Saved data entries
use chrono::{Datelike, Duration, NaiveDate, Weekday};
use serde::{Deserialize, Serialize};
use std::collections::{BTreeMap, BTreeSet};
use std::fmt;
use std::str::FromStr;

/// Swiss cantons, identified by their two-letter code.
#[derive(Debug, Clone, Copy, PartialEq, Eq, Hash, PartialOrd, Ord)]
pub enum Canton {
    AG,
    AI,
    AR,
    BE,
    BL,
    BS,
    FR,
    GE,
    GL,
    GR,
    JU,
    LU,
    NE,
    NW,
    OW,
    SG,
    SH,
    SO,
    SZ,
    TG,
    TI,
    UR,
    VD,
    VS,
    ZG,
    ZH,
}

impl Canton {
    pub const ALL: [Canton; 26] = [
        Canton::AG,
        Canton::AI,
        Canton::AR,
        Canton::BE,
        Canton::BL,
        Canton::BS,
        Canton::FR,
        Canton::GE,
        Canton::GL,
        Canton::GR,
        Canton::JU,
        Canton::LU,
        Canton::NE,
        Canton::NW,
        Canton::OW,
        Canton::SG,
        Canton::SH,
        Canton::SO,
        Canton::SZ,
        Canton::TG,
        Canton::TI,
        Canton::UR,
        Canton::VD,
        Canton::VS,
        Canton::ZG,
        Canton::ZH,
    ];

    pub fn as_str(&self) -> &'static str {
        match self {
            Canton::AG => "AG",
            Canton::AI => "AI",
            Canton::AR => "AR",
            Canton::BE => "BE",
            Canton::BL => "BL",
            Canton::BS => "BS",
            Canton::FR => "FR",
            Canton::GE => "GE",
            Canton::GL => "GL",
            Canton::GR => "GR",
            Canton::JU => "JU",
            Canton::LU => "LU",
            Canton::NE => "NE",
            Canton::NW => "NW",
            Canton::OW => "OW",
            Canton::SG => "SG",
            Canton::SH => "SH",
            Canton::SO => "SO",
            Canton::SZ => "SZ",
            Canton::TG => "TG",
            Canton::TI => "TI",
            Canton::UR => "UR",
            Canton::VD => "VD",
            Canton::VS => "VS",
            Canton::ZG => "ZG",
            Canton::ZH => "ZH",
        }
    }

    /// Canton codes are matched case-insensitively and ignore surrounding whitespace.
    pub fn from_code(code: &str) -> Option<Self> {
        let normalized = normalize_canton_code(code);
        Self::ALL
            .iter()
            .copied()
            .find(|canton| canton.as_str() == normalized)
    }
}

impl fmt::Display for Canton {
    fn fmt(&self, f: &mut fmt::Formatter<'_>) -> fmt::Result {
        f.write_str(self.as_str())
    }
}

#[derive(Debug, Clone, PartialEq, Eq)]
pub struct UnknownCanton(pub String);

impl fmt::Display for UnknownCanton {
    fn fmt(&self, f: &mut fmt::Formatter<'_>) -> fmt::Result {
        write!(f, "unknown canton code '{}'", self.0)
    }
}

impl std::error::Error for UnknownCanton {}

impl FromStr for Canton {
    type Err = UnknownCanton;

    fn from_str(s: &str) -> Result<Self, Self::Err> {
        Self::from_code(s).ok_or_else(|| UnknownCanton(s.to_string()))
    }
}

pub fn normalize_canton_code(code: &str) -> String {
    code.trim().to_ascii_uppercase()
}

/// Public holidays observed by at least one canton.
#[derive(Debug, Clone, Copy, PartialEq, Eq)]
pub enum PublicHoliday {
    NewYear,
    Berchtoldstag,
    RepublicNeuchatel,
    StJoseph,
    NaefelserFahrt,
    GoodFriday,
    EasterMonday,
    LabourDay,
    Ascension,
    WhitMonday,
    CorpusChristi,
    JuraIndependence,
    StPeterPaul,
    NationalDay,
    Assumption,
    JeuneGenevois,
    LundiDuJeune,
    AllSaints,
    ImmaculateConception,
    Christmas,
    StStephen,
    Restauration,
}

impl PublicHoliday {
    pub const ALL: [PublicHoliday; 22] = [
        PublicHoliday::NewYear,
        PublicHoliday::Berchtoldstag,
        PublicHoliday::RepublicNeuchatel,
        PublicHoliday::StJoseph,
        PublicHoliday::NaefelserFahrt,
        PublicHoliday::GoodFriday,
        PublicHoliday::EasterMonday,
        PublicHoliday::LabourDay,
        PublicHoliday::Ascension,
        PublicHoliday::WhitMonday,
        PublicHoliday::CorpusChristi,
        PublicHoliday::JuraIndependence,
        PublicHoliday::StPeterPaul,
        PublicHoliday::NationalDay,
        PublicHoliday::Assumption,
        PublicHoliday::JeuneGenevois,
        PublicHoliday::LundiDuJeune,
        PublicHoliday::AllSaints,
        PublicHoliday::ImmaculateConception,
        PublicHoliday::Christmas,
        PublicHoliday::StStephen,
        PublicHoliday::Restauration,
    ];

    pub fn name(&self) -> &'static str {
        match self {
            PublicHoliday::NewYear => "Nouvel An",
            PublicHoliday::Berchtoldstag => "Saint-Berchtold",
            PublicHoliday::RepublicNeuchatel => "Instauration de la République",
            PublicHoliday::StJoseph => "Saint-Joseph",
            PublicHoliday::NaefelserFahrt => "Näfelser Fahrt",
            PublicHoliday::GoodFriday => "Vendredi saint",
            PublicHoliday::EasterMonday => "Lundi de Pâques",
            PublicHoliday::LabourDay => "Fête du travail",
            PublicHoliday::Ascension => "Ascension",
            PublicHoliday::WhitMonday => "Lundi de Pentecôte",
            PublicHoliday::CorpusChristi => "Fête-Dieu",
            PublicHoliday::JuraIndependence => "Commémoration du plébiscite",
            PublicHoliday::StPeterPaul => "Saints Pierre et Paul",
            PublicHoliday::NationalDay => "Fête nationale",
            PublicHoliday::Assumption => "Assomption",
            PublicHoliday::JeuneGenevois => "Jeûne genevois",
            PublicHoliday::LundiDuJeune => "Lundi du Jeûne fédéral",
            PublicHoliday::AllSaints => "Toussaint",
            PublicHoliday::ImmaculateConception => "Immaculée Conception",
            PublicHoliday::Christmas => "Noël",
            PublicHoliday::StStephen => "Saint-Étienne",
            PublicHoliday::Restauration => "Restauration de la République",
        }
    }

    /// Date of the holiday in `year`, `None` when it cannot be computed
    /// (Easter-relative holidays outside the Gregorian range).
    pub fn date_in(&self, year: i32) -> Option<NaiveDate> {
        match self {
            PublicHoliday::NewYear => NaiveDate::from_ymd_opt(year, 1, 1),
            PublicHoliday::Berchtoldstag => NaiveDate::from_ymd_opt(year, 1, 2),
            PublicHoliday::RepublicNeuchatel => NaiveDate::from_ymd_opt(year, 3, 1),
            PublicHoliday::StJoseph => NaiveDate::from_ymd_opt(year, 3, 19),
            PublicHoliday::NaefelserFahrt => naefelser_fahrt(year),
            PublicHoliday::GoodFriday => easter_offset(year, -2),
            PublicHoliday::EasterMonday => easter_offset(year, 1),
            PublicHoliday::LabourDay => NaiveDate::from_ymd_opt(year, 5, 1),
            PublicHoliday::Ascension => easter_offset(year, 39),
            PublicHoliday::WhitMonday => easter_offset(year, 50),
            PublicHoliday::CorpusChristi => easter_offset(year, 60),
            PublicHoliday::JuraIndependence => NaiveDate::from_ymd_opt(year, 6, 23),
            PublicHoliday::StPeterPaul => NaiveDate::from_ymd_opt(year, 6, 29),
            PublicHoliday::NationalDay => NaiveDate::from_ymd_opt(year, 8, 1),
            PublicHoliday::Assumption => NaiveDate::from_ymd_opt(year, 8, 15),
            // Thursday following the first Sunday of September
            PublicHoliday::JeuneGenevois => {
                nth_weekday(year, 9, Weekday::Sun, 1).map(|sunday| sunday + Duration::days(4))
            }
            // Monday following the third Sunday of September (Federal Fast)
            PublicHoliday::LundiDuJeune => {
                nth_weekday(year, 9, Weekday::Sun, 3).map(|sunday| sunday + Duration::days(1))
            }
            PublicHoliday::AllSaints => NaiveDate::from_ymd_opt(year, 11, 1),
            PublicHoliday::ImmaculateConception => NaiveDate::from_ymd_opt(year, 12, 8),
            PublicHoliday::Christmas => NaiveDate::from_ymd_opt(year, 12, 25),
            PublicHoliday::StStephen => NaiveDate::from_ymd_opt(year, 12, 26),
            PublicHoliday::Restauration => NaiveDate::from_ymd_opt(year, 12, 31),
        }
    }

    pub fn observed_in(&self, canton: Canton) -> bool {
        use Canton::*;
        match self {
            PublicHoliday::NewYear
            | PublicHoliday::Ascension
            | PublicHoliday::NationalDay
            | PublicHoliday::Christmas => true,
            PublicHoliday::Berchtoldstag => matches!(
                canton,
                AG | BE | FR | GL | JU | LU | NE | OW | SH | SO | TG | VD | ZG | ZH
            ),
            PublicHoliday::RepublicNeuchatel => canton == NE,
            PublicHoliday::StJoseph => matches!(canton, LU | NW | SZ | TI | UR | VS),
            PublicHoliday::NaefelserFahrt => canton == GL,
            PublicHoliday::GoodFriday => !matches!(canton, TI | VS),
            PublicHoliday::EasterMonday | PublicHoliday::WhitMonday => canton != VS,
            PublicHoliday::LabourDay => matches!(canton, BL | BS | JU | NE | SH | TG | TI | ZH),
            PublicHoliday::CorpusChristi | PublicHoliday::Assumption => matches!(
                canton,
                AG | AI | FR | JU | LU | NW | OW | SO | SZ | TI | UR | VS | ZG
            ),
            PublicHoliday::JuraIndependence => canton == JU,
            PublicHoliday::StPeterPaul => canton == TI,
            PublicHoliday::JeuneGenevois | PublicHoliday::Restauration => canton == GE,
            PublicHoliday::LundiDuJeune => canton == VD,
            PublicHoliday::AllSaints => matches!(
                canton,
                AG | AI | FR | GL | JU | LU | NW | OW | SG | SO | SZ | TI | UR | VS | ZG
            ),
            PublicHoliday::ImmaculateConception => {
                matches!(canton, AG | AI | FR | LU | NW | OW | SZ | TI | UR | VS | ZG)
            }
            PublicHoliday::StStephen => !matches!(canton, JU | VS),
        }
    }
}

▸ **WHAT IS EXPECTED**: All lines above that contain the word "Display" are to be copied.

▸ **RESULT**:
impl fmt::Display for Canton {
impl fmt::Display for UnknownCanton {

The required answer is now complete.